> [Task requirements]: Pick every line from the data below that contains the string "DataContext" and copy it.

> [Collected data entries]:
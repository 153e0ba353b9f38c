//! Result ordering.
//!
//! Closest first, then best rated, then cheapest. The sort is stable, so
//! restaurants tied on all three keys keep their source order. A value that
//! does not parse as a number sorts after every number on its key.

use crate::numeric::parse_leading_int;
use dinefind_core::records::Restaurant;
use std::cmp::{Ordering, Reverse};

/// How many restaurants a search returns at most.
pub const TOP_N: usize = 5;

/// Sort key for one restaurant. `true` in the flag marks not-a-number.
#[derive(Debug, Clone, Copy, PartialEq, Eq, PartialOrd, Ord)]
pub struct RankKey {
    distance: (bool, i64),
    rating: (bool, Reverse<i64>),
    price: (bool, i64),
}

impl RankKey {
    pub fn of(restaurant: &Restaurant) -> Self {
        let distance = parse_leading_int(&restaurant.distance);
        let rating = parse_leading_int(&restaurant.customer_rating);
        let price = parse_leading_int(&restaurant.price);

        Self {
            distance: (distance.is_none(), distance.unwrap_or_default()),
            rating: (rating.is_none(), Reverse(rating.unwrap_or_default())),
            price: (price.is_none(), price.unwrap_or_default()),
        }
    }
}

/// Compare two restaurants by rank.
pub fn compare(a: &Restaurant, b: &Restaurant) -> Ordering {
    RankKey::of(a).cmp(&RankKey::of(b))
}

/// Sort `candidates` by rank and keep the first `limit`.
pub fn top<'r>(mut candidates: Vec<&'r Restaurant>, limit: usize) -> Vec<&'r Restaurant> {
    candidates.sort_by_cached_key(|r| RankKey::of(r));
    candidates.truncate(limit);
    candidates
}
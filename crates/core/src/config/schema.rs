//! Configuration schema definitions

use serde::{Deserialize, Serialize};
use std::path::PathBuf;

use crate::error::{Error, Result};

/// Root configuration schema
#[derive(Debug, Clone, Serialize, Deserialize, Default)]
pub struct ConfigSchema {
    #[serde(default)]
    pub data: DataConfig,

    #[serde(default)]
    pub logging: LoggingConfig,
}

impl ConfigSchema {
    /// Reject values that would only fail later, deep inside a load.
    pub fn validate(&self) -> Result<()> {
        if self.data.restaurants_csv.as_os_str().is_empty() {
            return Err(Error::invalid_config("data.restaurants_csv", "path is empty"));
        }
        if self.data.cuisines_csv.as_os_str().is_empty() {
            return Err(Error::invalid_config("data.cuisines_csv", "path is empty"));
        }
        if self.data.cache_dir.as_os_str().is_empty() {
            return Err(Error::invalid_config("data.cache_dir", "path is empty"));
        }
        if !self.data.delimiter.is_ascii() {
            return Err(Error::invalid_config(
                "data.delimiter",
                format!("'{}' is not a single-byte character", self.data.delimiter),
            ));
        }
        Ok(())
    }
}

/// Where the source tables live and where converted records are cached
#[derive(Debug, Clone, Serialize, Deserialize)]
pub struct DataConfig {
    /// Restaurants CSV file
    #[serde(default = "default_restaurants_csv")]
    pub restaurants_csv: PathBuf,

    /// Cuisines CSV file
    #[serde(default = "default_cuisines_csv")]
    pub cuisines_csv: PathBuf,

    /// Directory holding the converted JSON records
    #[serde(default = "default_cache_dir")]
    pub cache_dir: PathBuf,

    /// Field delimiter of the source files
    #[serde(default = "default_delimiter")]
    pub delimiter: char,
}

impl Default for DataConfig {
    fn default() -> Self {
        Self {
            restaurants_csv: default_restaurants_csv(),
            cuisines_csv: default_cuisines_csv(),
            cache_dir: default_cache_dir(),
            delimiter: default_delimiter(),
        }
    }
}

fn default_restaurants_csv() -> PathBuf {
    PathBuf::from("csv/restaurants.csv")
}

fn default_cuisines_csv() -> PathBuf {
    PathBuf::from("csv/cuisines.csv")
}

fn default_cache_dir() -> PathBuf {
    PathBuf::from("json")
}

fn default_delimiter() -> char {
    ','
}

/// Logging configuration
#[derive(Debug, Clone, Serialize, Deserialize)]
pub struct LoggingConfig {
    /// Default filter when `RUST_LOG` is unset
    #[serde(default = "default_log_level")]
    pub level: String,
}

impl Default for LoggingConfig {
    fn default() -> Self {
        Self {
            level: default_log_level(),
        }
    }
}

fn default_log_level() -> String {
    "info".to_string()
}
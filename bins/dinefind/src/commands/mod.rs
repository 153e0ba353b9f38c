//! Command implementations

pub mod convert;
pub mod cuisines;
pub mod demo;
pub mod search;

use dinefind_cli::output::format_count;
use dinefind_cli::progress;
use dinefind_search::{DataContext, SearchError, Searcher};
use dinefind_telemetry::{names, SearchOutcome, Timer};

/// Bookkeeping outcome for a failed search
pub fn outcome_of(err: &SearchError) -> SearchOutcome {
    match err {
        SearchError::Validation(_) => SearchOutcome::Invalid,
        SearchError::Load(_) => SearchOutcome::LoadFailed,
    }
}

/// Get the searcher's data, timing the first load.
///
/// A spinner is drawn while loading unless `quiet` is set.
pub async fn load_data(searcher: &Searcher, quiet: bool) -> dinefind_search::Result<&DataContext> {
    if searcher.is_loaded() {
        return searcher.context().await;
    }

    let timer = Timer::start(names::LOAD_MS);
    if quiet {
        let context = searcher.context().await;
        timer.stop();
        return context;
    }

    let pb = progress::spinner("Loading restaurant data...");
    match searcher.context().await {
        Ok(context) => {
            timer.stop();
            progress::finish_success(
                &pb,
                &format!(
                    "Loaded {} and {}",
                    format_count(context.restaurants().len(), "restaurant", "restaurants"),
                    format_count(context.cuisines().len(), "cuisine", "cuisines")
                ),
            );
            Ok(context)
        }
        Err(e) => {
            timer.stop();
            progress::finish_error(&pb, "Could not load restaurant data");
            Err(e)
        }
    }
}
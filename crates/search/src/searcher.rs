//! Search orchestration.
//!
//! A [`Searcher`] owns a [`DataSource`] and the [`DataContext`] built from it.
//! The context is created on the first search and shared by every later one.
//! Concurrent first searches wait on the same load. A failed load leaves the
//! searcher empty so the next search tries again.

use crate::cuisine::CuisineIndex;
use crate::error::{Result, SearchError};
use crate::filter;
use crate::rank::{self, TOP_N};
use crate::request::SearchRequest;
use dinefind_core::dataset::{DataSource, Dataset};
use dinefind_core::records::{Cuisine, Restaurant};
use dinefind_core::{Error, ErrorCode};
use serde_json::Value;
use std::sync::Arc;
use tokio::sync::OnceCell;

/// Loaded records plus the cuisine index derived from them. Read-only.
#[derive(Debug, Clone)]
pub struct DataContext {
    dataset: Dataset,
    index: CuisineIndex,
}

impl DataContext {
    pub fn new(dataset: Dataset) -> Self {
        let index = CuisineIndex::build(&dataset.cuisines);
        Self { dataset, index }
    }

    pub fn restaurants(&self) -> &[Restaurant] {
        &self.dataset.restaurants
    }

    pub fn cuisines(&self) -> &[Cuisine] {
        &self.dataset.cuisines
    }

    pub fn index(&self) -> &CuisineIndex {
        &self.index
    }

    /// Filter, guard and rank.
    ///
    /// If the filters leave every restaurant in place (including when the
    /// request has no filters at all) the result is empty.
    pub fn search(&self, request: &SearchRequest) -> Vec<Restaurant> {
        let all = self.restaurants();
        let filtered = filter::apply(all, &self.index, request);

        if filtered.len() == all.len() {
            tracing::debug!(total = all.len(), "Request did not narrow the collection");
            return Vec::new();
        }

        rank::top(filtered, TOP_N).into_iter().cloned().collect()
    }
}

/// Runs searches against lazily loaded data.
pub struct Searcher {
    source: Arc<dyn DataSource>,
    context: OnceCell<DataContext>,
}

impl Searcher {
    pub fn new(source: impl DataSource + 'static) -> Self {
        Self::from_arc(Arc::new(source))
    }

    pub fn from_arc(source: Arc<dyn DataSource>) -> Self {
        Self {
            source,
            context: OnceCell::new(),
        }
    }

    /// Whether data has been loaded yet.
    pub fn is_loaded(&self) -> bool {
        self.context.initialized()
    }

    /// The loaded data, loading it on first use.
    pub async fn context(&self) -> Result<&DataContext> {
        self.context
            .get_or_try_init(|| async {
                let source = Arc::clone(&self.source);
                tracing::info!(source = %source.describe(), "Loading restaurant data");

                let dataset = tokio::task::spawn_blocking(move || source.load())
                    .await
                    .map_err(|e| Error::new(ErrorCode::Internal, format!("Data load task failed: {}", e)))??;

                Ok::<_, SearchError>(DataContext::new(dataset))
            })
            .await
    }

    /// Search with a typed request.
    pub async fn search(&self, request: &SearchRequest) -> Result<Vec<Restaurant>> {
        let context = self.context().await?;
        let results = context.search(request);

        tracing::debug!(results = results.len(), "Search finished");
        Ok(results)
    }

    /// Validate an untyped request, then search.
    ///
    /// Nothing is loaded when validation fails.
    pub async fn search_value(&self, request: &Value) -> Result<Vec<Restaurant>> {
        let request = SearchRequest::from_value(request)?;
        self.search(&request).await
    }
}

impl std::fmt::Debug for Searcher {
    fn fmt(&self, f: &mut std::fmt::Formatter<'_>) -> std::fmt::Result {
        f.debug_struct("Searcher")
            .field("source", &self.source.describe())
            .field("loaded", &self.is_loaded())
            .finish()
    }
}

> [Result of the task]:
use dinefind_search::{DataContext, SearchError, Searcher};
pub async fn load_data(searcher: &Searcher, quiet: bool) -> dinefind_search::Result<&DataContext> {
//! A [`Searcher`] owns a [`DataSource`] and the [`DataContext`] built from it.
pub struct DataContext {
impl DataContext {
    context: OnceCell<DataContext>,
    pub async fn context(&self) -> Result<&DataContext> {
                Ok::<_, SearchError>(DataContext::new(dataset))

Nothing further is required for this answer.